This kernel computes the final output $\mathbf{O}$ by combining the attention matrix $\mathbf{A}$ with the values $\mathbf{V}$.

Mathematical Operations:

  1. Attention-Value Multiplication: \(\mathbf{O} = \mathbf{A} \cdot \mathbf{V}\)

  2. Masking: A mask $\mathbf{M}$ ensures causality or other constraints: \(\mathbf{O}_{t,v} = \sum_{k} \mathbf{A}_{t,k} \times \mathbf{V}_{k,v} \times \mathbf{M}_{t,k}\)

Orchestrating Forward Pass: chunk_gla_fwd

The chunk_gla_fwd function orchestrates the forward pass by:

  1. Chunking the Gate Keys: \(\mathbf{G}_{\text{cumsum}} = \text{cumsum}(\mathbf{G}, \text{chunked by } BT)\)
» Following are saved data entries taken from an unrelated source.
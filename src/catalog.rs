//! Capability interfaces the replay core consumes.
//!
//! The core never talks to a concrete storage engine. It depends on the
//! narrow [`Catalog`] trait: enough surface to build watermarks (table
//! files' flush positions, truncation records), look up live schemas, and
//! ship mutations into the engine's apply path.

use std::fmt;

use uuid::Uuid;

use crate::entry::Cell;
use crate::error::Result;
use crate::position::ReplayPosition;
use crate::schema::TableSchema;

/// Opaque 128-bit table identifier. Equality and hash only.
#[derive(Debug, Clone, Copy, PartialEq, Eq, Hash)]
pub struct TableId(Uuid);

impl TableId {
  pub fn new(id: Uuid) -> Self {
    Self(id)
  }

  pub fn from_bytes(bytes: [u8; 16]) -> Self {
    Self(Uuid::from_bytes(bytes))
  }

  pub fn into_bytes(self) -> [u8; 16] {
    self.0.into_bytes()
  }
}

impl fmt::Display for TableId {
  fn fmt(&self, f: &mut fmt::Formatter<'_>) -> fmt::Result {
    self.0.fmt(f)
  }
}

/// One write against one partition of one table, expressed in the table's
/// live column ids. This is what the storage engine's apply path receives.
#[derive(Debug, Clone, PartialEq, Eq)]
pub struct Mutation {
  pub table_id: TableId,
  pub partition_key: Vec<u8>,
  pub cells: Vec<Cell>,
}

/// The storage engine surface the replayer depends on.
///
/// `apply` must be idempotent under cell timestamps (last-write-wins), not
/// under bytes: replaying the same mutation twice must converge to the same
/// state.
pub trait Catalog: Send + Sync {
  /// Every table the live catalogue knows.
  fn tables(&self) -> Vec<TableId>;

  /// The replay position recorded in each on-disk table file's metadata
  /// for `table`. Each position carries the shard that flushed it.
  fn flushed_positions(&self, table: TableId) -> Vec<ReplayPosition>;

  /// Positions at which the operator truncated `table`, one per
  /// truncation record.
  fn truncated_positions(&self, table: TableId) -> Vec<ReplayPosition>;

  /// The live schema of `table`, or `None` if the table was dropped.
  fn schema(&self, table: TableId) -> Option<TableSchema>;

  /// Applies one mutation. Runs on the shard that owns the mutation's
  /// partition.
  fn apply(&self, mutation: Mutation) -> Result<()>;
}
  2. Computing Hidden States: \(\mathbf{h}, \mathbf{h}_t = \text{chunk\_fwd\_h}(\mathbf{K}, \mathbf{V}, \mathbf{G}_{\text{cumsum}}, \mathbf{h}_0)\)

  3. Computing Attention Matrix: \(\mathbf{A} = \text{chunk\_gla\_fwd\_intra\_gk}(\mathbf{Q}, \mathbf{K}, \mathbf{G}_{\text{cumsum}}, \text{scale})\)
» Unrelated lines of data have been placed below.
//! Crash-interrupted and corrupted segment handling.

mod common;

use std::fs;

use common::*;
use emberlog::{Error, Stats};

#[test]
fn test_corrupt_tail_is_counted_not_fatal() {
  let env = TestEnv::new();
  let t = table_id(1);
  env.catalog.create_table(t, basic_schema(10));

  let entries: Vec<_> = (0..3)
    .map(|n| entry_with_mapping(t, 10, format!("k{}", n).as_bytes(), n, b"x"))
    .collect();
  let (path, _) = env.write_segment(1, 0, &entries);

  // A crash-interrupted append: garbage after the last whole frame.
  let mut bytes = fs::read(&path).unwrap();
  bytes.extend_from_slice(&[0xA5; 40]);
  fs::write(&path, &bytes).unwrap();

  let stats = env.replayer(1).recover(&[path]).unwrap();

  assert_eq!(stats, Stats { applied: 3, skipped: 0, invalid: 0, corrupt_bytes: 40 });
}

#[test]
fn test_mid_segment_corruption_ends_the_segment() {
  let env = TestEnv::new();
  let t = table_id(1);
  env.catalog.create_table(t, basic_schema(10));

  let entries: Vec<_> = (0..3)
    .map(|n| entry_with_mapping(t, 10, format!("k{}", n).as_bytes(), n, b"x"))
    .collect();
  let (path, positions) = env.write_segment(1, 0, &entries);

  // Corrupt the second frame's header. Everything from there on is
  // unreadable, valid-looking later frames included.
  let mut bytes = fs::read(&path).unwrap();
  let file_len = bytes.len() as u64;
  bytes[positions[1].offset as usize] ^= 0xFF;
  fs::write(&path, &bytes).unwrap();

  let stats = env.replayer(1).recover(&[path]).unwrap();

  assert_eq!(stats.applied, 1);
  assert_eq!(stats.corrupt_bytes, file_len - positions[1].offset as u64);
  assert_eq!(env.catalog.cell(t, b"k0", 1), Some(Some(b"x".to_vec())));
  assert_eq!(env.catalog.cell(t, b"k2", 1), None);
}

#[test]
fn test_corruption_in_one_file_does_not_stop_others() {
  let env = TestEnv::new();
  let t = table_id(1);
  env.catalog.create_table(t, basic_schema(10));

  let (bad_path, _) = env.write_segment(1, 0, &[entry_with_mapping(t, 10, b"bad", 1, b"x")]);
  let (good_path, _) = env.write_segment(2, 0, &[entry_with_mapping(t, 10, b"good", 1, b"y")]);

  // Truncate the bad file mid-frame.
  let bytes = fs::read(&bad_path).unwrap();
  fs::write(&bad_path, &bytes[..bytes.len() - 3]).unwrap();

  let stats = env.replayer(1).recover(&[bad_path, good_path]).unwrap();

  assert_eq!(stats.applied, 1);
  assert!(stats.corrupt_bytes > 0);
  assert_eq!(env.catalog.cell(t, b"good", 1), Some(Some(b"y".to_vec())));
}

#[test]
fn test_garbage_only_file() {
  let env = TestEnv::new();
  let t = table_id(1);
  env.catalog.create_table(t, basic_schema(10));

  let path = env.root.join("segment-1-0.log");
  fs::write(&path, [0xFF; 123]).unwrap();

  let stats = env.replayer(1).recover(&[path]).unwrap();
  assert_eq!(stats, Stats { applied: 0, skipped: 0, invalid: 0, corrupt_bytes: 123 });
}

#[test]
fn test_malformed_entry_payload_counts_invalid() {
  let env = TestEnv::new();
  let t = table_id(1);
  env.catalog.create_table(t, basic_schema(10));

  // A well-framed payload that is not a decodable mutation, between two
  // good entries: one bad entry must not end the segment.
  let mut writer = emberlog::SegmentWriter::create(
    &env.root,
    emberlog::SegmentDescriptor::new(1, 0),
  )
  .unwrap();
  writer.append(&entry_with_mapping(t, 10, b"a", 1, b"x"), &env.opts).unwrap();
  writer.append_payload(b"not a mutation", &env.opts).unwrap();
  writer.append(&entry(t, 10, b"b", 2, b"y"), &env.opts).unwrap();
  writer.sync().unwrap();
  let path = writer.path().to_path_buf();

  let stats = env.replayer(1).recover(&[path]).unwrap();

  assert_eq!(stats, Stats { applied: 2, skipped: 0, invalid: 1, corrupt_bytes: 0 });
  assert_eq!(env.catalog.cell(t, b"b", 1), Some(Some(b"y".to_vec())));
}

#[test]
fn test_missing_segment_file_is_fatal() {
  let env = TestEnv::new();
  let t = table_id(1);
  env.catalog.create_table(t, basic_schema(10));

  let path = env.root.join("segment-7-0.log");
  let res = env.replayer(1).recover(&[path]);

  assert!(matches!(res, Err(Error::Io(_))));
}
  4. Computing Outputs: \(\mathbf{O} = \text{chunk\_gla\_fwd\_o\_gk}(\mathbf{Q}, \mathbf{V}, \mathbf{G}_{\text{cumsum}}, \mathbf{A}, \mathbf{h}, \text{scale})\)

Final Output Computation: chunk_gla_fwd_o_gk

This function finalizes the computation of the output tensor $\mathbf{O}$ by performing the matrix multiplication between the attention matrix $\mathbf{A}$ and the value tensor $\mathbf{V}$, scaled appropriately.

Mathematical Operations:

\[\mathbf{O} = \mathbf{A} \times \mathbf{V} \times \text{scale}\]
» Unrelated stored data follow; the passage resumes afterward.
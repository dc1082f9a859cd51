//! Per-entry replay decisions and partition-owner routing.
//!
//! The skip checks are pure reads against the immutable [`Watermarks`];
//! the owning shard is a hash of the partition key, so the same partition
//! always lands on the same shard regardless of which shard wrote the
//! segment.

use std::collections::hash_map::DefaultHasher;
use std::hash::{Hash, Hasher};
use std::sync::Arc;

use crate::catalog::TableId;
use crate::position::ReplayPosition;
use crate::watermark::Watermarks;

/// What to do with one decoded entry.
#[derive(Debug, Clone, Copy, PartialEq, Eq)]
pub enum Disposition {
  /// Below the shard's global minimum: already durable everywhere.
  SkipGlobalMin,
  /// At or below the table's flushed high-water mark.
  SkipFlushed,
  /// Not yet durable: dispatch and apply.
  Apply,
}

/// Skip/apply decisions plus key-based shard routing.
pub struct Router {
  watermarks: Arc<Watermarks>,
  shard_count: u32,
}

impl Router {
  /// # Panics
  ///
  /// Panics if `shard_count` is zero.
  pub fn new(watermarks: Arc<Watermarks>, shard_count: u32) -> Self {
    assert!(shard_count > 0, "shard_count must be greater than zero");
    Self { watermarks, shard_count }
  }

  /// Decides whether the entry at `position` for `table` is already
  /// durable.
  ///
  /// The table check uses `<=`: a position equal to the flushed
  /// high-water mark is by definition already durable.
  pub fn disposition(&self, position: ReplayPosition, table: TableId) -> Disposition {
    if position < self.watermarks.global_min(position.shard_id) {
      return Disposition::SkipGlobalMin;
    }

    if let Some(flushed) = self.watermarks.table_max(position.shard_id, table) {
      if position <= flushed {
        return Disposition::SkipFlushed;
      }
    }

    Disposition::Apply
  }

  /// Routes a partition key to the shard that owns it.
  ///
  /// # Determinism
  ///
  /// The same key will always route to the same shard.
  #[inline]
  pub fn owning_shard(&self, partition_key: &[u8]) -> u32 {
    let mut hasher = DefaultHasher::new();
    partition_key.hash(&mut hasher);
    (hasher.finish() % self.shard_count as u64) as u32
  }

  /// Returns the total number of shards.
  pub fn shard_count(&self) -> u32 {
    self.shard_count
  }

  pub fn watermarks(&self) -> &Watermarks {
    &self.watermarks
  }
}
This operation aggregates the weighted values based on the attention scores, producing the final output.

User-Facing Function: chunk_gla

The chunk_gla function serves as the primary interface for users to perform GLA operations. It seamlessly integrates the forward and backward passes, ensuring that gradients are correctly propagated during training.

Function Signature

1
2
3
4
5
6
7
8
9
10
def chunk_gla(
    q: torch.Tensor,
    k: torch.Tensor,
    v: torch.Tensor,
    g: torch.Tensor,
    scale: Optional[int] = None,
    initial_state: torch.Tensor = None,
    output_final_state: bool = False,
    head_first: bool = True
) -> Tuple[torch.Tensor, torch.Tensor]:

Arguments

  • q ($\mathbf{Q}$): Queries tensor of shape [B, H, T, K] if head_first=True, else [B, T, H, K].
  • k ($\mathbf{K}$): Keys tensor of shape [B, H, T, K] if head_first=True, else [B, T, H, K].
  • v ($\mathbf{V}$): Values tensor of shape [B, H, T, V] if head_first=True, else [B, T, H, V].
  • g ($\mathbf{G}$): Gate keys tensor of shape [B, H, T, K] if head_first=True, else [B, T, H, K].
  • scale: Scaling factor for attention scores. Defaults to $\frac{1}{\sqrt{K}}$ if not provided.
  • initial_state: Initial hidden state tensor of shape [B, H, K, V]. Defaults to zero if not provided.
  • output_final_state: Boolean flag to output the final hidden state. Defaults to False.
  • head_first: Boolean flag indicating the format of input tensors. Defaults to True.

Returns

  • o ($\mathbf{O}$): Output tensor of shape [B, H, T, V] if head_first=True, else [B, T, H, V].
  • final_state ($\mathbf{h}_t$): Final hidden state tensor of shape [B, H, K, V] if output_final_state=True, else None.

Mathematical Operations

  1. Scaling Factor: \(\text{scale} = \begin{cases} \frac{1}{\sqrt{K}}, & \text{if } \text{scale is None} \\ \text{scale}, & \text{otherwise} \end{cases}\)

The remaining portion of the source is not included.